---- — Metaphors are powerful things. We all remember Forrest Gump’s illuminating take on life. “Life is like a box of chocolates — you never know what you’re gonna get.”
And just recently we witnessed a rare moment of candor from a political operative. Eric Fehrnstrom, a Mitt Romney advisor, used a metaphor to explain the difference between running for president in a primary verses a general election. After the primary, says Fehrnstrom, “everything changes. It’s almost like an Etch-a-Sketch. You kind of shake it up and start all over again.”
I’ve been reading a lot about the power of metaphors, how they can be effective in the classroom because, as educator William Strong puts it, “Logical language, for all its virtues, is sometimes too crude an instrument for expressing subtle, complicated ideas. Metaphor helps get the job done for teachers and writers.”
Another educator, Frank Smith, reminds us how the military metaphor has pitched its tent and established permanent residence in the world of schooling. “We talk of the deployment of resources, the recruitment of teachers, and wars against illiteracy.”
Mr. Smith didn’t mention my favorite military metaphor — “drill and kill.” That phrase makes sense when describing how soldiers train for war. But kids aren’t soldiers and classrooms aren’t battlefields. Nevertheless, too many teachers feel the need to “drill” their students, to cram just enough information into their skulls to correctly fill in the bubbles on a standardized test, but “kill” a child’s love for learning in the process.
A better metaphor to describe the education process is — stay with me here — fertilizer.
Like young radishes in a suburban garden, children need nourishment to develop intellectually. And before gardener and teacher know it, green shoots appear on radishes and nascent insights sprout from young minds.
And of course we know that one fertilizer does not fit all. According to my research, for example, poultry droppings can be hazardous to plants, but when composted, have the opposite effect. Many students can’t truly learn the material by simply reading a textbook. They need hands-on learning in the classroom as well.

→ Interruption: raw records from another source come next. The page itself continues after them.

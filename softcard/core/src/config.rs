//! Link configuration: bit rates, turnaround delays, and the operating mode.

use crate::codec::DataWidth;
use crate::{ScError, ScResult};

/// Active rate/delay profile of the link.
///
/// The transition is one-way: the dispatcher switches from `Handshake` to
/// `Operating` immediately after the ATR has been sent and never reverts
/// without a full restart.
#[derive(Debug, Clone, Copy, PartialEq, Eq)]
pub enum Mode {
    /// Initial negotiation rate; only the ATR is sent at this rate
    Handshake,
    /// Rate used for all command/response traffic after the ATR
    Operating,
}

#[cfg(feature = "defmt")]
impl defmt::Format for Mode {
    fn format(&self, fmt: defmt::Formatter) {
        match self {
            Mode::Handshake => defmt::write!(fmt, "Handshake"),
            Mode::Operating => defmt::write!(fmt, "Operating"),
        }
    }
}

/// Timing profile for the software serial link.
///
/// The operating rate must be an integer multiple of the handshake rate; the
/// turnaround delays scale down by that ratio at the operating rate.
#[derive(Debug, Clone, Copy, PartialEq, Eq)]
pub struct LinkConfig {
    /// Timer input clock in Hz
    pub clock_hz: u32,
    /// Bit rate for the ATR
    pub handshake_baud: u32,
    /// Bit rate for command/response traffic
    pub operating_baud: u32,
    /// Data bits per frame
    pub width: DataWidth,
    /// Receive settle delay at the handshake rate, in microseconds
    pub base_settle_us: u32,
    /// Inter-byte pacing delay at the handshake rate, in microseconds
    pub base_pace_us: u32,
}

impl Default for LinkConfig {
    fn default() -> Self {
        Self {
            clock_hz: 3_570_000,
            handshake_baud: 9_600,
            operating_baud: 19_200,
            width: DataWidth::Nine,
            base_settle_us: 100,
            base_pace_us: 100,
        }
    }
}

impl LinkConfig {
    /// Creates a new configuration builder.
    pub fn builder() -> LinkConfigBuilder {
        LinkConfigBuilder::default()
    }

    /// Ratio between the operating and handshake rates.
    pub fn ratio(&self) -> u32 {
        self.operating_baud / self.handshake_baud
    }

    /// Bit rate for the given mode.
    pub fn baud(&self, mode: Mode) -> u32 {
        match mode {
            Mode::Handshake => self.handshake_baud,
            Mode::Operating => self.operating_baud,
        }
    }

    /// Timer compare period for one bit at the given mode's rate.
    pub fn period_ticks(&self, mode: Mode) -> u16 {
        (self.clock_hz / self.baud(mode)) as u16
    }

    /// Settle delay observed before the line re-enters receive mode.
    pub fn settle_us(&self, mode: Mode) -> u32 {
        match mode {
            Mode::Handshake => self.base_settle_us,
            Mode::Operating => self.base_settle_us / self.ratio(),
        }
    }

    /// Pacing delay between consecutive transmitted bytes.
    pub fn pace_us(&self, mode: Mode) -> u32 {
        match mode {
            Mode::Handshake => self.base_pace_us,
            Mode::Operating => self.base_pace_us / self.ratio(),
        }
    }
}

/// Builder for ergonomic link configuration construction.
#[derive(Debug, Clone, Default)]
pub struct LinkConfigBuilder {
    config: LinkConfig,
}

impl LinkConfigBuilder {
    /// Sets the timer input clock in Hz.
    pub fn clock_hz(mut self, hz: u32) -> Self {
        self.config.clock_hz = hz;
        self
    }

    /// Sets the handshake bit rate.
    pub fn handshake_baud(mut self, baud: u32) -> Self {
        self.config.handshake_baud = baud;
        self
    }

    /// Sets the operating bit rate.
    pub fn operating_baud(mut self, baud: u32) -> Self {
        self.config.operating_baud = baud;
        self
    }

    /// Sets the frame data width.
    pub fn width(mut self, width: DataWidth) -> Self {
        self.config.width = width;
        self
    }

    /// Sets the base settle delay in microseconds.
    pub fn settle_us(mut self, us: u32) -> Self {
        self.config.base_settle_us = us;
        self
    }

    /// Sets the base pacing delay in microseconds.
    pub fn pace_us(mut self, us: u32) -> Self {
        self.config.base_pace_us = us;
        self
    }

    /// Validates and returns the configuration.
    ///
    /// The operating rate must be a nonzero integer multiple of the handshake
    /// rate, and one bit period must fit the 16-bit compare register at the
    /// slower rate.
    pub fn build(self) -> ScResult<LinkConfig> {
        let c = self.config;
        if c.handshake_baud == 0 || c.operating_baud == 0 || c.clock_hz == 0 {
            return Err(ScError::InvalidConfig);
        }
        if c.operating_baud % c.handshake_baud != 0 {
            return Err(ScError::InvalidConfig);
        }
        if c.clock_hz / c.handshake_baud > u16::MAX as u32 {
            return Err(ScError::InvalidConfig);
        }
        Ok(c)
    }
}
// RoboWired - Robot MCU Co-Simulation Platform
// Copyright (C) 2026 Andrii Shylenko
//
// This software is released under the MIT License.
// See the LICENSE file in the project root for full license information.

//! Bring-up and soak harness for the board model.
//!
//! Connects to the simulator socket, advances virtual time on a fixed
//! cadence and, optionally, drives a scripted I2C motor-power transaction so
//! the outbound path can be exercised without firmware. Runs until the
//! simulator requests a shutdown, the link faults, or `--max-steps` is hit.

use anyhow::Context;
use clap::Parser;
use robowired_core::board::{Board, Dev};
use robowired_core::bridge::SOCKET_PATH;
use robowired_core::peripherals::{i2c, timer};
use std::path::PathBuf;
use std::process::ExitCode;
use tracing::info;

const EXIT_PASS: u8 = 0;
const EXIT_RUNTIME_ERROR: u8 = 3;

#[derive(Parser, Debug)]
#[command(author, version, about = "RoboWired board bring-up harness", long_about = None)]
struct Cli {
    /// Virtual-time step per iteration, microseconds
    #[arg(long, default_value = "1000")]
    step_us: u64,

    /// Wall-clock pacing between iterations, milliseconds (0 = free-running)
    #[arg(long, default_value = "10")]
    pace_ms: u64,

    /// Stop after this many iterations (0 = run until shutdown)
    #[arg(long, default_value = "0")]
    max_steps: u64,

    /// Drive a scripted I2C motor-power transaction every N iterations
    /// (0 = disabled)
    #[arg(long, default_value = "0")]
    demo_every: u64,

    /// Motor power ratio sent by the scripted transaction
    #[arg(long, default_value = "0.25")]
    demo_power: f64,

    /// Write a JSON state snapshot to this path on exit
    #[arg(long)]
    snapshot: Option<PathBuf>,

    /// Enable verbose execution tracing
    #[arg(short, long)]
    trace: bool,
}

/// Park the servos at their center duty cycles and give the encoder timer a
/// reload range, so demo transactions export meaningful actuator state.
fn park_actuators(board: &Board) {
    board.write(Dev::Tim3, timer::CCR1, 9_000, 4);
    board.write(Dev::Tim4, timer::CCR1, 11_000, 4);
    board.write(Dev::Tim5, timer::CCR1, 14_141, 4);
    board.write(Dev::Tim2, timer::ARR, 1_000, 4);
}

/// One full master-transmit transaction carrying the motor power as text,
/// the same register sequence the firmware issues. Control writes carry
/// fresh values so the START/STOP bits make a real 0-to-1 transition each
/// time.
fn demo_transaction(board: &Board, power: f64) {
    board.write(Dev::I2c2, i2c::CR2, i2c::Cr2::ITEVTEN.bits() as u64, 4);
    board.write(Dev::I2c2, i2c::CR1, i2c::Cr1::START.bits() as u64, 4);
    board.write(Dev::I2c2, i2c::DR, 0x42, 4);
    for byte in format!("{:.2}", power).bytes() {
        board.write(Dev::I2c2, i2c::DR, byte as u64, 4);
    }
    board.write(Dev::I2c2, i2c::CR1, i2c::Cr1::STOP.bits() as u64, 4);
}

fn run(cli: &Cli) -> anyhow::Result<()> {
    let board = Board::start(SOCKET_PATH)
        .with_context(|| format!("simulator connection on {} failed", SOCKET_PATH))?;
    info!("board up, link role {:?}", board.link_role());

    park_actuators(&board);

    let mut steps = 0u64;
    while !board.shutdown_requested() {
        steps += 1;
        board.advance(cli.step_us * 1_000);

        if cli.demo_every != 0 && steps % cli.demo_every == 0 {
            demo_transaction(&board, cli.demo_power);
        }

        if cli.pace_ms != 0 {
            std::thread::sleep(std::time::Duration::from_millis(cli.pace_ms));
        }
        if cli.max_steps != 0 && steps >= cli.max_steps {
            info!("step limit reached");
            break;
        }
    }

    if board.shutdown_requested() {
        info!("shutdown requested after {} steps", steps);
    }

    if let Some(path) = &cli.snapshot {
        let snap = board.snapshot();
        let text = serde_json::to_string_pretty(&snap).context("serializing snapshot")?;
        std::fs::write(path, text)
            .with_context(|| format!("writing snapshot to {}", path.display()))?;
        info!("snapshot written to {}", path.display());
    }

    board.stop();
    Ok(())
}

fn main() -> ExitCode {
    let cli = Cli::parse();

    if cli.trace {
        tracing_subscriber::fmt()
            .with_max_level(tracing::Level::DEBUG)
            .init();
    } else {
        tracing_subscriber::fmt()
            .with_max_level(tracing::Level::INFO)
            .init();
    }

    match run(&cli) {
        Ok(()) => ExitCode::from(EXIT_PASS),
        Err(e) => {
            tracing::error!("{:#}", e);
            ExitCode::from(EXIT_RUNTIME_ERROR)
        }
    }
}
/// The emulated SoC: clock tree plus the modeled peripheral set.
#[derive(Debug)]
pub struct Soc {
    pub vclock: VirtualClock,
    clocks: ClockTree,
    apb1clk: ClockId,
    apb1timerclk: ClockId,
    apb2clk: ClockId,
    apb2timerclk: ClockId,
    tim_clk: [ClockId; 4],
    pub i2c2: I2c,
    /// TIM2..TIM5. TIM2 carries the encoder count; TIM3/4/5 CCR1 carry the
    /// servo PWM duty cycles.
    pub tim: [Timer; 4],
    pub rcc: Rcc,
}

impl Soc {
    pub fn new() -> Self {
        let vclock = VirtualClock::new();
        let mut clocks = ClockTree::new();
        let sysclk = clocks.add_root("sysclk", SYSCLK_HZ);
        let apb1clk = clocks.add_child(sysclk, "apb1clk");
        let apb1timerclk = clocks.add_child(apb1clk, "apb1timerclk");
        let apb2clk = clocks.add_child(sysclk, "apb2clk");
        let apb2timerclk = clocks.add_child(apb2clk, "apb2timerclk");
        let tim_clk = [
            clocks.add_child(apb1timerclk, "tim2clk"),
            clocks.add_child(apb1timerclk, "tim3clk"),
            clocks.add_child(apb1timerclk, "tim4clk"),
            clocks.add_child(apb1timerclk, "tim5clk"),
        ];
        let tim = [
            Timer::new("tim2", vclock.clone(), clocks.period(tim_clk[0])),
            Timer::new("tim3", vclock.clone(), clocks.period(tim_clk[1])),
            Timer::new("tim4", vclock.clone(), clocks.period(tim_clk[2])),
            Timer::new("tim5", vclock.clone(), clocks.period(tim_clk[3])),
        ];
        Self {
            vclock,
            clocks,
            apb1clk,
            apb1timerclk,
            apb2clk,
            apb2timerclk,
            tim_clk,
            i2c2: I2c::new("i2c2"),
            tim,
            rcc: Rcc::new(),
        }
    }

    fn dev_mut(&mut self, dev: Dev) -> &mut dyn MmioDevice {
        match dev {
            Dev::I2c2 => &mut self.i2c2,
            Dev::Tim2 => &mut self.tim[0],
            Dev::Tim3 => &mut self.tim[1],
            Dev::Tim4 => &mut self.tim[2],
            Dev::Tim5 => &mut self.tim[3],
            Dev::Rcc => &mut self.rcc,
        }
    }

    pub fn read(&mut self, dev: Dev, offset: u64, size: u32) -> u64 {
        self.dev_mut(dev).read(offset, size)
    }

    pub fn write(&mut self, dev: Dev, offset: u64, value: u64, size: u32) {
        self.dev_mut(dev).write(offset, value, size);
        if dev == Dev::Rcc {
            self.apply_clock_updates();
        }
    }

    pub fn reset(&mut self) {
        self.i2c2.reset();
        for t in &mut self.tim {
            t.reset();
        }
        self.rcc.reset();
        self.apply_clock_updates();
    }

    /// Drain the RCC's staged ratio commands into the clock tree, routing
    /// pre/post-update notifications to the affected timers.
    fn apply_clock_updates(&mut self) {
        let commands = self.rcc.take_clock_updates();
        if commands.is_empty() {
            return;
        }
        let tim_clk = self.tim_clk;
        let timers = &mut self.tim;
        for cmd in commands {
            let node = match cmd.target {
                ClockTarget::Apb1 => self.apb1clk,
                ClockTarget::Apb1Timer => self.apb1timerclk,
                ClockTarget::Apb2 => self.apb2clk,
                ClockTarget::Apb2Timer => self.apb2timerclk,
            };
            self.clocks.set_mul_div(
                node,
                cmd.multiplier,
                cmd.divider,
                cmd.propagate,
                &mut |id, phase, period| {
                    for (i, timer) in timers.iter_mut().enumerate() {
                        if tim_clk[i] == id {
                            match phase {
                                ClockPhase::PreUpdate => timer.clock_pre_update(),
                                ClockPhase::Update => timer.clock_update(period),
                            }
                        }
                    }
                },
            );
        }
    }

    /// Advance virtual time, firing due timer alarms in deadline order.
    pub fn advance(&mut self, ns: u64) {
        let target = self.vclock.now_ns() + ns;
        loop {
            let mut next: Option<(usize, u64)> = None;
            for (i, timer) in self.tim.iter().enumerate() {
                if let Some(deadline) = timer.deadline_ns() {
                    if deadline <= target && next.map_or(true, |(_, d)| deadline < d) {
                        next = Some((i, deadline));
                    }
                }
            }
            let Some((i, deadline)) = next else {
                break;
            };
            self.vclock.set_ns(deadline);
            self.tim[i].fire();
        }
        self.vclock.set_ns(target);
    }

    pub fn apb1_hz(&self) -> u64 {
        self.clocks.hz(self.apb1clk)
    }

    pub fn timer_clock_hz(&self) -> u64 {
        self.clocks.hz(self.tim_clk[0])
    }
}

Teaching can be a messy business. Over the years, I’ve learned that if I come home a little dirty — maybe even a little smelly — after a long day at school, I feel a sense of accomplishment, like a farmer after a long day tending his crops.
But sometimes too much fertilizer can burn a field of corn, or demoralize an entire faculty. A well-intentioned farmer, in the spirit of growing bigger and stronger crops, can get too aggressive and reverse his progress. For teachers, a 90-minute Power Point presentation in the name of professional development is like drowning a healthy potato in too potent a mixture of manure.
Playing with metaphors is fun. They can apply to almost any situation. Writing this column is like a submarine — after a steady sinking feeling, I have nowhere to go but up.
See what I mean?
John Edmondson is a teacher in Hampstead.